▸ **Problem statement**
Your answer should be one number: the count of lines below that contain "initialization".
== Data extract
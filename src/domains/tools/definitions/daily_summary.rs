//! Daily summary tool definition.
//!
//! Calories against goal, the three macros, exercise totals, water and the
//! day's completion status in one overview.

use futures::FutureExt;
use rmcp::{
    ErrorData as McpError,
    handler::server::tool::{ToolCallContext, ToolRoute},
    model::{CallToolResult, Tool},
};
use std::sync::Arc;
use tracing::{info, instrument};

use crate::domains::diary::{Day, DiaryClient, display_date, parse_date};
use crate::domains::tools::common::{DateParams, guarded, ml_to_cups, ml_to_oz, tool_definition};

// ============================================================================
// Tool Definition
// ============================================================================

/// Daily summary tool - one-page overview of a day.
pub struct DailySummaryTool;

impl DailySummaryTool {
    /// Tool name as registered in MCP.
    pub const NAME: &'static str = "get_daily_summary";

    /// What the failure message says could not be retrieved.
    pub const SUBJECT: &'static str = "daily summary";

    /// Tool description shown to clients.
    pub const DESCRIPTION: &'static str = "Get daily nutrition overview: calories consumed/remaining, macro breakdown, exercise, water, and goals.";

    /// Execute the tool logic.
    #[instrument(skip_all, fields(date = ?params.date))]
    pub async fn execute(params: &DateParams, client: &DiaryClient) -> CallToolResult {
        info!("Daily summary tool called");
        guarded(Self::SUBJECT, async {
            let date = parse_date(params.date.as_deref())?;
            let day = client.fetch_day(date).await?;
            Ok(render(&day))
        })
        .await
    }

    /// HTTP handler for this tool (for HTTP transport).
    #[cfg(feature = "http")]
    pub async fn http_handler(
        arguments: serde_json::Value,
        client: Arc<DiaryClient>,
    ) -> Result<serde_json::Value, String> {
        use crate::domains::tools::common::{http_response, parse_http_arguments};

        let params: DateParams = parse_http_arguments(arguments)?;
        Ok(http_response(Self::execute(&params, &client).await))
    }

    /// Create a Tool model for this tool (metadata).
    pub fn to_tool() -> Tool {
        tool_definition::<DateParams>(Self::NAME, Self::DESCRIPTION)
    }

    /// Create a ToolRoute for STDIO/TCP transport.
    pub fn create_route<S>(client: Arc<DiaryClient>) -> ToolRoute<S>
    where
        S: Send + Sync + 'static,
    {
        ToolRoute::new_dyn(Self::to_tool(), move |ctx: ToolCallContext<'_, S>| {
            let args = ctx.arguments.clone().unwrap_or_default();
            let client = client.clone();
            async move {
                let params: DateParams = serde_json::from_value(serde_json::Value::Object(args))
                    .map_err(|e| McpError::invalid_params(e.to_string(), None))?;
                Ok(Self::execute(&params, &client).await)
            }
            .boxed()
        })
    }
}

// ============================================================================
// Rendering
// ============================================================================

/// Render the daily summary report for `day`.
pub fn render(day: &Day) -> String {
    let totals = &day.totals;
    let goals = &day.goals;

    let calories = totals.get_or_zero("calories");
    let calorie_goal = goals.get_or_zero("calories");

    let mut activities = 0;
    let mut minutes = 0.0;
    let mut burned = 0.0;
    for entry in day.exercise_entries() {
        activities += 1;
        burned += entry.nutrition.get_or_zero("calories burned");
        if let Some(m) = entry.nutrition.get("minutes").filter(|m| *m != 0.0) {
            minutes += m;
        }
    }

    let mut out = String::new();
    out.push_str(&format!("# Daily Summary for {}\n", display_date(day.date)));
    out.push('\n');

    out.push_str("## Calories\n");
    out.push_str(&format!("- **Consumed**: {:.0} kcal\n", calories));
    out.push_str(&format!("- **Goal**: {:.0} kcal\n", calorie_goal));
    out.push_str(&format!("- **Remaining**: {:.0} kcal\n", calorie_goal - calories));
    out.push('\n');

    out.push_str("## Macronutrients\n");
    for (key, label) in [
        ("carbohydrates", "Carbohydrates"),
        ("fat", "Fat"),
        ("protein", "Protein"),
    ] {
        out.push_str(&format!(
            "- **{}**: {:.0}g / {:.0}g\n",
            label,
            totals.get_or_zero(key),
            goals.get_or_zero(key)
        ));
    }
    out.push('\n');

    out.push_str("## Exercise\n");
    out.push_str(&format!("- **Activities**: {}\n", activities));
    out.push_str(&format!("- **Duration**: {:.0} minutes\n", minutes));
    out.push_str(&format!("- **Calories Burned**: {:.0} kcal\n", burned));
    out.push('\n');

    out.push_str("## Water Intake\n");
    out.push_str(&format!(
        "- **Amount**: {:.0} oz ({:.1} cups, {:.0} ml)\n",
        ml_to_oz(day.water_ml),
        ml_to_cups(day.water_ml),
        day.water_ml
    ));
    out.push('\n');

    out.push_str("## Status\n");
    out.push_str(&format!(
        "- **Day Complete**: {}\n",
        if day.complete { "Yes" } else { "No" }
    ));
    out.push_str(&format!("- **Meals Logged**: {}\n", day.meals.len()));

    out
}

// ============================================================================
// Tests
// ============================================================================

#[cfg(test)]
mod tests {
    use super::*;
    use crate::domains::diary::dates::today;
    use crate::domains::diary::testing::{StubSource, entry, exercise, meal, nutrients, ymd};
    use crate::domains::tools::common::result_text;

    fn sample_day() -> Day {
        let mut day = Day::empty(today());
        day.totals = nutrients(&[
            ("calories", 1800.0),
            ("carbohydrates", 200.0),
            ("fat", 60.0),
            ("protein", 110.0),
        ]);
        day.goals = nutrients(&[
            ("calories", 2000.0),
            ("carbohydrates", 250.0),
            ("fat", 67.0),
            ("protein", 150.0),
        ]);
        day.water_ml = 1500.0;
        day.meals = vec![
            meal("Breakfast", &[("calories", 600.0)], vec![]),
            meal("Lunch", &[("calories", 1200.0)], vec![]),
        ];
        day
    }

    #[tokio::test]
    async fn test_summary_for_today_without_date() {
        let client = StubSource::new().with_day(sample_day()).into_client();
        let result = DailySummaryTool::execute(&DateParams::default(), &client).await;
        let text = result_text(&result);

        assert!(text.contains("Remaining**: 200 kcal"));
        assert!(text.contains("## Water Intake"));
        assert!(text.contains("51 oz (6.3 cups, 1500 ml)"));
        assert!(text.contains("Meals Logged**: 2"));
        assert!(text.contains("- **Activities**: 0"));
        assert!(text.contains("- **Day Complete**: No"));
    }

    #[test]
    fn test_render_macros_and_header() {
        let mut day = sample_day();
        day.date = ymd(2024, 3, 15);
        let text = render(&day);
        assert!(text.starts_with("# Daily Summary for March 15, 2024\n"));
        assert!(text.contains("- **Carbohydrates**: 200g / 250g"));
        assert!(text.contains("- **Protein**: 110g / 150g"));
    }

    #[test]
    fn test_render_exercise_totals() {
        let mut day = Day::empty(ymd(2024, 3, 15));
        day.exercises = vec![
            exercise(
                "Cardiovascular",
                vec![
                    entry("Running", 30.0, "minutes", &[("minutes", 30.0), ("calories burned", 300.0)]),
                    entry("Walking", 0.0, "minutes", &[("calories burned", 50.0)]),
                ],
            ),
            exercise("Strength Training", vec![entry("Squats", 3.0, "sets", &[("sets", 3.0)])]),
        ];
        day.complete = true;

        let text = render(&day);
        assert!(text.contains("- **Activities**: 3"));
        assert!(text.contains("- **Duration**: 30 minutes"));
        assert!(text.contains("- **Calories Burned**: 350 kcal"));
        assert!(text.contains("- **Day Complete**: Yes"));
    }

    #[test]
    fn test_remaining_may_be_negative() {
        let mut day = Day::empty(ymd(2024, 3, 15));
        day.totals = nutrients(&[("calories", 2300.0)]);
        day.goals = nutrients(&[("calories", 2000.0)]);
        assert!(render(&day).contains("- **Remaining**: -300 kcal"));
    }

    #[tokio::test]
    async fn test_fetch_failure_is_rendered_as_text() {
        let client = StubSource::new().failing_on(ymd(2024, 3, 15)).into_client();
        let result = DailySummaryTool::execute(&DateParams::for_date("2024-03-15"), &client).await;
        assert_eq!(result.is_error, Some(false));
        assert!(result_text(&result).starts_with("Error retrieving daily summary: "));
    }

    #[tokio::test]
    async fn test_bad_date_never_fetches() {
        let stub = Arc::new(StubSource::new());
        let client = DiaryClient::new(stub.clone());
        let result = DailySummaryTool::execute(&DateParams::for_date("03/15/2024"), &client).await;
        assert_eq!(
            result_text(&result),
            "Error retrieving daily summary: Invalid date format: 03/15/2024. Use YYYY-MM-DD"
        );
        assert!(stub.requested().is_empty());
    }
}
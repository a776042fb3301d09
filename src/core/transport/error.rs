//! Transport error types.

use thiserror::Error;

/// Result type for transport operations.
pub type TransportResult<T> = Result<T, TransportError>;

/// Errors that can occur while serving a transport.
#[derive(Debug, Error)]
pub enum TransportError {
    /// Failed to bind to address.
    #[error("Failed to bind to {address}: {source}")]
    BindError {
        address: String,
        #[source]
        source: std::io::Error,
    },

    /// IO error during transport.
    #[error("IO error: {0}")]
    IoError(#[from] std::io::Error),

    /// Server initialization error.
    #[error("Server initialization error: {0}")]
    InitError(String),

    /// HTTP-specific error.
    #[error("HTTP error: {0}")]
    HttpError(String),

    /// Service error from rmcp.
    #[error("Service error: {0}")]
    ServiceError(String),
}

impl TransportError {
    /// Create a bind error.
    pub fn bind(address: impl Into<String>, source: std::io::Error) -> Self {
        Self::BindError {
            address: address.into(),
            source,
        }
    }

    /// Create an initialization error.
    pub fn init(msg: impl Into<String>) -> Self {
        Self::InitError(msg.into())
    }

    /// Create an HTTP error.
    pub fn http(msg: impl Into<String>) -> Self {
        Self::HttpError(msg.into())
    }

    /// Create a service error.
    pub fn service(msg: impl Into<String>) -> Self {
        Self::ServiceError(msg.into())
    }
}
====
▸ **Exercise answer**
3